About this time a young Spaniard arrived from the interior with a most welcome story. He had run away from Isabella on account of having nearly killed a fellow-colonist, and had met a beautiful female cacique living on the river Ozema, near the present site of San Domingo, who had fallen violently in love with him. From her he had learned of rich gold-mines, and he humbly trusted that Columbus would condescend to look at them and to overlook his little indiscretion in the matter of his fellow-colonist. The Admiral, secretly feeling that any man who killed one of his colonists was a benefactor of the human race, kindly forgave him and went with him to inspect the mines, which he found to be apparently so rich that he instantly overhauled his Old Testament and his Geography, and decided that he had found the original land of Ophir.

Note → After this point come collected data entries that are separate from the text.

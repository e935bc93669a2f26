//! Leaderboard arithmetic shared by the batch scorers.
//!
//! Everything here is pure: the server gathers per-contest inputs from the
//! database, hands them to these functions and persists what comes back.

use std::cmp::Ordering;
use std::collections::HashSet;

use serde::{Deserialize, Serialize};

/// Weight of the average jury and audience ratings in a director's composite.
pub const RATING_WEIGHT: f64 = 0.3;
/// Weight of each average non-celebrity recommendation.
pub const AUDIENCE_RECOMMEND_WEIGHT: f64 = 0.025;
/// Weight of each average celebrity recommendation.
pub const CELEB_RECOMMEND_WEIGHT: f64 = 0.5;
/// Upper bound of each recommendation bonus term.
pub const RECOMMEND_BONUS_CAP: f64 = 5.0;
/// Composite scores are published on a x10 scale.
pub const SCORE_SCALE: f64 = 10.0;

/// Round half away from zero to two decimals.
pub fn round2(value: f64) -> f64 {
    (value * 100.0).round() / 100.0
}

/// How directors with equal scores are ordered.
#[derive(
    Clone, Copy, Debug, Default, PartialEq, Eq, Serialize, Deserialize, utoipa::ToSchema,
)]
#[serde(rename_all = "snake_case")]
pub enum TieBreak {
    /// Lexicographically later names rank first.
    #[default]
    NameDesc,
    /// Lexicographically earlier names rank first.
    NameAsc,
}

impl TieBreak {
    fn compare(&self, a: &str, b: &str) -> Ordering {
        match self {
            Self::NameDesc => b.cmp(a),
            Self::NameAsc => a.cmp(b),
        }
    }
}

/// A leaderboard entry with its 1-based position.
#[derive(Clone, Debug, PartialEq)]
pub struct Ranked<T> {
    pub pos: i32,
    pub entry: T,
}

fn assign_positions<T>(entries: Vec<T>) -> Vec<Ranked<T>> {
    entries
        .into_iter()
        .zip(1..)
        .map(|(entry, pos)| Ranked { pos, entry })
        .collect()
}

/// Inputs contributed by one published film to its director's score.
#[derive(Clone, Debug, Default, PartialEq)]
pub struct FilmStats {
    pub jury_rating: Option<f64>,
    pub audience_rating: Option<f64>,
    /// Curation lists in the contest holding this film, owned by non-celebrities.
    pub audience_recommends: u32,
    /// Curation lists in the contest holding this film, owned by celebrities.
    pub celeb_recommends: u32,
}

#[derive(Clone, Debug, PartialEq)]
pub struct CreatorScore {
    pub profile_id: i32,
    pub name: String,
    pub avg_jury: f64,
    pub avg_audience: f64,
    pub avg_audience_recommends: f64,
    pub avg_celeb_recommends: f64,
    pub composite: f64,
    pub score: f64,
    pub recommend_count: u32,
}

/// Score one director over their published films in a contest.
///
/// Returns `None` when the director has no films, so nothing is ever divided
/// by zero and directors without films never reach the leaderboard.
pub fn score_creator(profile_id: i32, name: &str, films: &[FilmStats]) -> Option<CreatorScore> {
    if films.is_empty() {
        return None;
    }
    let n = films.len() as f64;

    let avg_jury = round2(films.iter().map(|f| f.jury_rating.unwrap_or(0.0)).sum::<f64>() / n);
    let avg_audience = round2(
        films
            .iter()
            .map(|f| f.audience_rating.unwrap_or(0.0))
            .sum::<f64>()
            / n,
    );

    let audience_recommends: u32 = films.iter().map(|f| f.audience_recommends).sum();
    let celeb_recommends: u32 = films.iter().map(|f| f.celeb_recommends).sum();
    let avg_audience_recommends = round2(f64::from(audience_recommends) / n);
    let avg_celeb_recommends = round2(f64::from(celeb_recommends) / n);

    let composite = avg_jury * RATING_WEIGHT
        + avg_audience * RATING_WEIGHT
        + (avg_audience_recommends * AUDIENCE_RECOMMEND_WEIGHT).min(RECOMMEND_BONUS_CAP)
        + (avg_celeb_recommends * CELEB_RECOMMEND_WEIGHT).min(RECOMMEND_BONUS_CAP);

    Some(CreatorScore {
        profile_id,
        name: name.to_owned(),
        avg_jury,
        avg_audience,
        avg_audience_recommends,
        avg_celeb_recommends,
        composite,
        score: round2(composite * SCORE_SCALE),
        recommend_count: audience_recommends + celeb_recommends,
    })
}

/// Order directors by score (descending), then name per `tie_break`, then
/// profile id, and number them from 1.
pub fn rank_creators(
    mut scores: Vec<CreatorScore>,
    tie_break: TieBreak,
) -> Vec<Ranked<CreatorScore>> {
    scores.sort_by(|a, b| {
        b.score
            .total_cmp(&a.score)
            .then_with(|| tie_break.compare(&a.name, &b.name))
            .then_with(|| a.profile_id.cmp(&b.profile_id))
    });
    assign_positions(scores)
}

/// A non-celebrity curation list as seen by the curator scorer.
#[derive(Clone, Debug, Default, PartialEq)]
pub struct CuratorList {
    pub profile_id: i32,
    pub movies: HashSet<i32>,
    pub likes: u32,
}

#[derive(Clone, Debug, PartialEq)]
pub struct CuratorScore {
    pub profile_id: i32,
    pub likes: u32,
    pub match_count: u32,
    /// Share of the celebrity pool this curator picked, 0-100.
    pub match_percent: f64,
    pub score: f64,
    pub recommend_count: u32,
}

/// Score a curator against the union of celebrity picks.
///
/// Without any overlap the score is the raw like count; once there is
/// overlap, likes are multiplied by the match percentage.
pub fn score_curator(list: &CuratorList, celeb_pool: &HashSet<i32>) -> CuratorScore {
    let match_count = list.movies.intersection(celeb_pool).count() as u32;
    let match_percent = if celeb_pool.is_empty() || match_count == 0 {
        0.0
    } else {
        round2(f64::from(match_count) / celeb_pool.len() as f64 * 100.0)
    };
    let score = if match_percent > 0.0 {
        round2(f64::from(list.likes) * match_percent)
    } else {
        f64::from(list.likes)
    };

    CuratorScore {
        profile_id: list.profile_id,
        likes: list.likes,
        match_count,
        match_percent,
        score,
        recommend_count: list.movies.len() as u32,
    }
}

/// Order curators by score (descending), then match, then profile id.
pub fn rank_curators(mut scores: Vec<CuratorScore>) -> Vec<Ranked<CuratorScore>> {
    scores.sort_by(|a, b| {
        b.score
            .total_cmp(&a.score)
            .then_with(|| b.match_percent.total_cmp(&a.match_percent))
            .then_with(|| a.profile_id.cmp(&b.profile_id))
    });
    assign_positions(scores)
}
use chrono::Duration;
use common::{ContestState, MovieState};
use serde_json::json;

use crate::common::{ContestFixture, MovieFixture, TestApp, routes};

mod contest_curation {
    use super::*;

    #[tokio::test]
    async fn fills_list_up_to_capacity_then_rejects() {
        let app = TestApp::spawn().await;
        let curator = app.create_member("alice", false).await;
        let contest = app.create_live_contest("Spring Shorts").await;

        for i in 0..20 {
            let movie = app.create_entry(&format!("Film {i}"), contest.id).await;
            let res = app
                .post_with_token(
                    &routes::contest_recommend(contest.id),
                    &json!({ "movie": movie.id }),
                    &curator.token,
                )
                .await;
            assert_eq!(res.status, 200, "pick {i} failed: {}", res.text);
            assert_eq!(res.body["recommended"], i + 1);
        }

        let extra = app.create_entry("Film 20", contest.id).await;
        let res = app
            .post_with_token(
                &routes::contest_recommend(contest.id),
                &json!({ "movie": extra.id }),
                &curator.token,
            )
            .await;

        assert_eq!(res.status, 400);
        assert_eq!(res.body["code"], "CAPACITY_EXCEEDED");
        assert_eq!(
            res.rejection(),
            "You can only recommended 20 films for Spring Shorts contest"
        );
        assert_eq!(app.find_movie(extra.id).await.recommend_count, 0);

        let res = app
            .get_with_token(&routes::contest_recommend(contest.id), &curator.token)
            .await;
        assert_eq!(res.status, 200);
        assert_eq!(res.body["recommended"], 20);
        assert_eq!(res.body["max_recommends"], 20);
    }

    #[tokio::test]
    async fn finished_contest_rejects_picks() {
        let app = TestApp::spawn().await;
        let curator = app.create_member("alice", false).await;
        let contest = app
            .create_contest(
                "Closed Shorts",
                ContestFixture {
                    state: ContestState::Finished,
                    ..Default::default()
                },
            )
            .await;
        let movie = app.create_entry("Late Film", contest.id).await;

        let res = app
            .post_with_token(
                &routes::contest_recommend(contest.id),
                &json!({ "movie": movie.id }),
                &curator.token,
            )
            .await;

        assert_eq!(res.status, 400);
        assert_eq!(res.body["code"], "NOT_ELIGIBLE");
        assert_eq!(res.rejection(), "Contest is not live");

        let res = app
            .get_with_token(&routes::contest_recommend(contest.id), &curator.token)
            .await;
        assert_eq!(res.body["recommended"], 0);
        assert_eq!(app.find_movie(movie.id).await.recommend_count, 0);
    }

    #[tokio::test]
    async fn contest_outside_its_window_is_not_live() {
        let app = TestApp::spawn().await;
        let curator = app.create_member("alice", false).await;
        let contest = app
            .create_contest(
                "Future Shorts",
                ContestFixture {
                    starts_in: Duration::days(2),
                    ends_in: Duration::days(12),
                    ..Default::default()
                },
            )
            .await;
        let movie = app.create_entry("Early Film", contest.id).await;

        let res = app
            .post_with_token(
                &routes::contest_recommend(contest.id),
                &json!({ "movie": movie.id }),
                &curator.token,
            )
            .await;

        assert_eq!(res.status, 400);
        assert_eq!(res.rejection(), "Contest is not live");
    }

    #[tokio::test]
    async fn film_from_another_contest_is_rejected() {
        let app = TestApp::spawn().await;
        let curator = app.create_member("alice", false).await;
        let contest = app.create_live_contest("Spring Shorts").await;
        let other = app.create_live_contest("Autumn Shorts").await;
        let movie = app.create_entry("Elsewhere", other.id).await;

        let res = app
            .post_with_token(
                &routes::contest_recommend(contest.id),
                &json!({ "movie": movie.id }),
                &curator.token,
            )
            .await;

        assert_eq!(res.status, 400);
        assert_eq!(res.body["code"], "NOT_ELIGIBLE");
        assert_eq!(res.rejection(), "Film hasn't participated in this contest");
    }

    #[tokio::test]
    async fn unpublished_or_missing_film_is_rejected() {
        let app = TestApp::spawn().await;
        let curator = app.create_member("alice", false).await;
        let contest = app.create_live_contest("Spring Shorts").await;
        let draft = app
            .create_movie(
                "Draft",
                Some(contest.id),
                MovieFixture {
                    state: MovieState::Submitted,
                    published_ago: None,
                    ..Default::default()
                },
            )
            .await;

        for movie_id in [draft.id, 999_999] {
            let res = app
                .post_with_token(
                    &routes::contest_recommend(contest.id),
                    &json!({ "movie": movie_id }),
                    &curator.token,
                )
                .await;
            assert_eq!(res.status, 400);
            assert_eq!(res.rejection(), "Film hasn't participated in this contest");
        }
    }

    #[tokio::test]
    async fn elapsed_recommend_window_is_rejected() {
        let app = TestApp::spawn().await;
        let curator = app.create_member("alice", false).await;
        let contest = app
            .create_contest(
                "Weekly Shorts",
                ContestFixture {
                    days_per_movie: 7,
                    ..Default::default()
                },
            )
            .await;
        let movie = app
            .create_movie(
                "Old Film",
                Some(contest.id),
                MovieFixture {
                    published_ago: Some(Duration::days(10)),
                    ..Default::default()
                },
            )
            .await;

        let res = app
            .post_with_token(
                &routes::contest_recommend(contest.id),
                &json!({ "movie": movie.id }),
                &curator.token,
            )
            .await;

        assert_eq!(res.status, 400);
        assert_eq!(res.body["code"], "NOT_ELIGIBLE");
        assert_eq!(
            res.rejection(),
            "Films in Weekly Shorts contest can be recommended only within 7 days of their release date"
        );
    }

    #[tokio::test]
    async fn repeated_pick_is_counted_once() {
        let app = TestApp::spawn().await;
        let curator = app.create_member("alice", false).await;
        let contest = app.create_live_contest("Spring Shorts").await;
        let movie = app.create_entry("Favourite", contest.id).await;

        app.recommend_in_contest(contest.id, movie.id, &curator.token)
            .await;
        let res = app
            .post_with_token(
                &routes::contest_recommend(contest.id),
                &json!({ "movie": movie.id }),
                &curator.token,
            )
            .await;

        assert_eq!(res.status, 200);
        assert_eq!(res.body["recommended"], 1);
        assert_eq!(app.find_movie(movie.id).await.recommend_count, 1);
    }

    #[tokio::test]
    async fn remove_drops_pick_and_is_idempotent() {
        let app = TestApp::spawn().await;
        let curator = app.create_member("alice", false).await;
        let contest = app.create_live_contest("Spring Shorts").await;
        let movie = app.create_entry("Second Thoughts", contest.id).await;
        app.recommend_in_contest(contest.id, movie.id, &curator.token)
            .await;

        for _ in 0..2 {
            let res = app
                .delete_with_body(
                    &routes::contest_recommend(contest.id),
                    &json!({ "movie": movie.id }),
                    &curator.token,
                )
                .await;
            assert_eq!(res.status, 200, "remove failed: {}", res.text);
            assert_eq!(res.body["recommended"], 0);
        }
        assert_eq!(app.find_movie(movie.id).await.recommend_count, 0);
    }

    #[tokio::test]
    async fn curation_list_is_named_after_contest_and_frozen() {
        let app = TestApp::spawn().await;
        let curator = app.create_member("alice", false).await;
        let contest = app.create_live_contest("Spring Shorts").await;
        let movie = app.create_entry("Favourite", contest.id).await;
        app.recommend_in_contest(contest.id, movie.id, &curator.token)
            .await;

        let res = app
            .get_without_token(&format!(
                "{}?owner_id={}&contest_id={}",
                routes::MOVIE_LISTS,
                curator.user.id,
                contest.id
            ))
            .await;

        assert_eq!(res.status, 200);
        assert_eq!(res.body["pagination"]["total"], 1);
        let list = &res.body["data"][0];
        assert_eq!(list["name"], "Spring Shorts");
        assert_eq!(list["frozen"], true);
        assert_eq!(list["movies_count"], 1);
    }

    #[tokio::test]
    async fn concurrent_picks_never_overfill_list() {
        let app = TestApp::spawn().await;
        let curator = app.create_member("alice", false).await;
        let contest = app
            .create_contest(
                "Tiny Shorts",
                ContestFixture {
                    max_recommends: 3,
                    ..Default::default()
                },
            )
            .await;
        let mut movies = Vec::new();
        for i in 0..5 {
            movies.push(app.create_entry(&format!("Film {i}"), contest.id).await);
        }
        app.recommend_in_contest(contest.id, movies[0].id, &curator.token)
            .await;

        let path = routes::contest_recommend(contest.id);
        let pick = |movie_id: i32| {
            let body = json!({ "movie": movie_id });
            let path = path.clone();
            let token = curator.token.clone();
            let app = &app;
            async move { app.post_with_token(&path, &body, &token).await }
        };
        let (a, b, c, d) = tokio::join!(
            pick(movies[1].id),
            pick(movies[2].id),
            pick(movies[3].id),
            pick(movies[4].id)
        );

        let results = [&a, &b, &c, &d];
        let accepted = results.iter().filter(|r| r.status == 200).count();
        assert_eq!(accepted, 2);
        for res in results.into_iter().filter(|r| r.status != 200) {
            assert_eq!(res.body["code"], "CAPACITY_EXCEEDED", "{}", res.text);
        }

        let res = app.get_with_token(&path, &curator.token).await;
        assert_eq!(res.body["recommended"], 3);
    }

    #[tokio::test]
    async fn requires_authentication() {
        let app = TestApp::spawn().await;
        let contest = app.create_live_contest("Spring Shorts").await;
        let movie = app.create_entry("Favourite", contest.id).await;

        let res = app
            .post_without_token(
                &routes::contest_recommend(contest.id),
                &json!({ "movie": movie.id }),
            )
            .await;
        assert_eq!(res.status, 401);
        assert_eq!(res.body["code"], "TOKEN_MISSING");

        let res = app
            .get_with_token(&routes::contest_recommend(contest.id), "not-a-token")
            .await;
        assert_eq!(res.status, 401);
        assert_eq!(res.body["code"], "TOKEN_INVALID");
    }

    #[tokio::test]
    async fn unknown_contest_returns_404() {
        let app = TestApp::spawn().await;
        let curator = app.create_member("alice", false).await;

        let res = app
            .get_with_token(&routes::contest_recommend(999_999), &curator.token)
            .await;

        assert_eq!(res.status, 404);
        assert_eq!(res.body["code"], "NOT_FOUND");
    }
}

A new scientific person, who had been sent out to supersede the worthless Fermin Cedo, was ordered to take his crucibles, transit instruments, and other apparatus, and make a satisfactory assay of the mines. He did so, and, being a clever man, reported to the Admiral that the gold was unusually genuine, and that the ore would probably average three hundred dollars to the ton. At least, that is what he would have reported had he been a modern expert investigating mining property in behalf of British capitalists, and we need not suppose that there were no able assayers prior to the discovery of silver in Colorado. Columbus read the report, expressed a high opinion of the scientific abilities of the assayer, and ordered a fort to be built in the neighborhood of the mines.

Carrying with him specimens of gold from the new mines, and the report of the scientific person, Columbus sailed for Spain, in company with Aguado, on the 10th of March, 1496. He left Don Bartholomew as Governor during his absence, and took with him the captive chief Caonabo, either as a specimen of the kind of heathen produced by the island, or because he thought it might be possible to convert the chief with the help of the many appliances in the possession of the church at home. He wisely refrained from taking any slaves, Don Diego having informed him that the Queen had ordered his previous consignment of five hundred to be sent back to Hispaniola and set at liberty.

The homeward-bound fleet consisted of only two vessels, but they met with as much head-wind as if they had been a dozen ships of the largest size, and on the 10th of April they were compelled to stop at Guadaloupe for water and provisions. Here they were attacked by armed women as well as men. Several of these early American advocates of the equality of the sexes were captured, and set at liberty again when the ships sailed. One of them, however, improved the time by falling in love with Caonabo, whom she insisted upon accompanying, and Columbus consented to carry her to Spain as a beautiful illustration of the affectionate character of the Western heathen.